Why would a person have her DNA analyzed? The results help map ancestry and family heritage, can indicate if a person carries an inheritable disease, can indicate a risk for certain health problems and can provide useful information about how a person may respond to medications.
A while back, we did a story about a personal DNA test from Pathway Genomics coming to Walgreens and CVS for the low price of just $20 to $30 per kit. But the FDA put the kibash on those sales, issuing a letter to company saying that they were "unable to identify any Food and Drug Administration (FDA) clearance or approval number for the Genetic Health Report." They added:
We request that you provide us with the FDA clearance or approval number for the Genetic Health Report. If you do not believe that you are required to obtain FDA clearance or approval for the Genetic Health Report, please provide us with the basis for that determination.
So far, Pathway DNA kits are not yet available at Walgreens or CVS.

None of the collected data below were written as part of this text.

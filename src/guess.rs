//! @acp:module "Dataguess"
//! @acp:summary "Public entry point: resolve a value's kind, then render it"
//! @acp:domain format
//! @acp:layer api

use serde_json::Value;

use crate::cache::KindCache;
use crate::config::Config;
use crate::error::Result;
use crate::kind::{Classifier, Inferencer, Kind};
use crate::render::{Output, Renderer, RendererRegistry};

/// @acp:summary "Kind inferencer, kind cache and renderer registry in one place"
///
/// Each instance owns its cache, so independent instances never share
/// classifications. Wrap an instance in a `Mutex` to share it between
/// threads; the first writer of a (context, name) slot then wins.
#[derive(Debug, Default)]
pub struct Dataguess {
    inferencer: Inferencer,
    cache: KindCache,
    registry: RendererRegistry,
}

impl Dataguess {
    /// Create an instance with the built-in kinds and default config
    pub fn new() -> Self {
        Self {
            inferencer: Inferencer::new(),
            cache: KindCache::new(),
            registry: RendererRegistry::new(),
        }
    }

    /// Create an instance rendering with the given config
    pub fn with_config(config: Config) -> Result<Self> {
        Ok(Self {
            inferencer: Inferencer::new(),
            cache: KindCache::new(),
            registry: RendererRegistry::with_config(config)?,
        })
    }

    /// Render a value for display.
    ///
    /// With a `name`, the kind is looked up in the cache under
    /// (`context`, `name`) and inferred and stored on a miss. Once stored it
    /// is reused for every later value of that field. Without a `name` the
    /// kind is inferred fresh and nothing is cached.
    ///
    /// Values without a kind, or whose kind has no renderer, come back as
    /// [`Output::Raw`].
    ///
    /// # Errors
    ///
    /// Fails when the renderer rejects the value, e.g.
    /// [`DataguessError::InvalidCoordinate`](crate::DataguessError::InvalidCoordinate)
    /// for an address whose `lat`/`lng` is not numeric-like.
    pub fn simple(
        &mut self,
        value: &Value,
        name: Option<&str>,
        context: Option<&str>,
    ) -> Result<Output> {
        let kind = self.kind_of(value, name, context);
        self.registry.render(kind.as_ref(), value)
    }

    /// Resolve the kind `simple` would render with, updating the cache
    pub fn kind_of(&mut self, value: &Value, name: Option<&str>, context: Option<&str>) -> Option<Kind> {
        let inferencer = &self.inferencer;
        self.cache
            .lookup_or_infer_with(value, name, context, |v| inferencer.infer(v))
    }

    /// Add a classifier consulted before the built-in heuristic
    pub fn register_classifier(&mut self, classifier: Box<dyn Classifier>) {
        self.inferencer.register(classifier);
    }

    /// Add or replace the renderer of a kind
    pub fn register_renderer(&mut self, renderer: Box<dyn Renderer>) -> Option<Box<dyn Renderer>> {
        self.registry.register(renderer)
    }

    pub fn cache(&self) -> &KindCache {
        &self.cache
    }

    pub fn cache_mut(&mut self) -> &mut KindCache {
        &mut self.cache
    }

    /// Forget every pinned kind
    pub fn clear_cache(&mut self) {
        self.cache.clear();
    }

    pub fn registry(&self) -> &RendererRegistry {
        &self.registry
    }

    pub fn config(&self) -> &Config {
        self.registry.config()
    }
}

/// Render a value once, without caching
pub fn simple(value: &Value) -> Result<Output> {
    Dataguess::new().simple(value, None, None)
}
#![forbid(unsafe_code)]

//! @acp:module "Dataguess Library"
//! @acp:summary "Guess a value's semantic kind and render it for display"
//! @acp:domain format
//! @acp:layer api
//! @acp:stability experimental
//!
//! # Dataguess
//!
//! Given an arbitrary JSON value, infer what it *is* and render it
//! human-readable:
//!
//! - **Plain objects** become indented JSON in a `<pre>` block
//! - **Booleans** get a ✅ / ❌ prefix
//! - **Addresses** (`{lat, lng}`) become OpenStreetMap links
//!
//! Kinds are memoized per (context, name), so a field is classified once.
//!
//! ## Example
//!
//! ```rust
//! use dataguess::Dataguess;
//! use serde_json::json;
//!
//! let mut guess = Dataguess::new();
//!
//! let html = guess.simple(&json!({"lat": 0.1, "lng": 0.2}), None, None)?;
//! assert_eq!(
//!     html.to_string(),
//!     r#"<a href="https://www.openstreetmap.org/#map=5/0.1/0.2" target="_blank">📍 0.10/0.20</a>"#
//! );
//!
//! // The first value pins the kind of `users.active`
//! guess.simple(&json!(true), Some("active"), Some("users"))?;
//! assert_eq!(guess.cache().len(), 1);
//! # Ok::<(), dataguess::DataguessError>(())
//! ```

pub mod cache;
pub mod config;
pub mod error;
pub mod guess;
pub mod kind;
pub mod render;

// Re-exports
pub use cache::KindCache;
pub use config::{load_config, Config, ConfigOverrides, TemplateConfig};
pub use error::{DataguessError, Result};
pub use guess::{simple, Dataguess};
pub use kind::{infer, Classifier, Inferencer, Kind};
pub use render::{link, LinkAttrs, Output, RenderContext, Renderer, RendererRegistry};

/// Library version
pub const VERSION: &str = env!("CARGO_PKG_VERSION");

Now, although the $99 price from 23andme is low, you should be aware that the company does not sequence a person's entire DNA. It analyzes a small subset, looking for variations.
There's a great article from Aaron Saenz of the Singularity Hub discussing the difference between whole and partial genome analysis here. It looks like there's one company making progress in the area of whole genome sequencing, Complete Genomics, and they are trying to get the cost down to $1,000 per genome.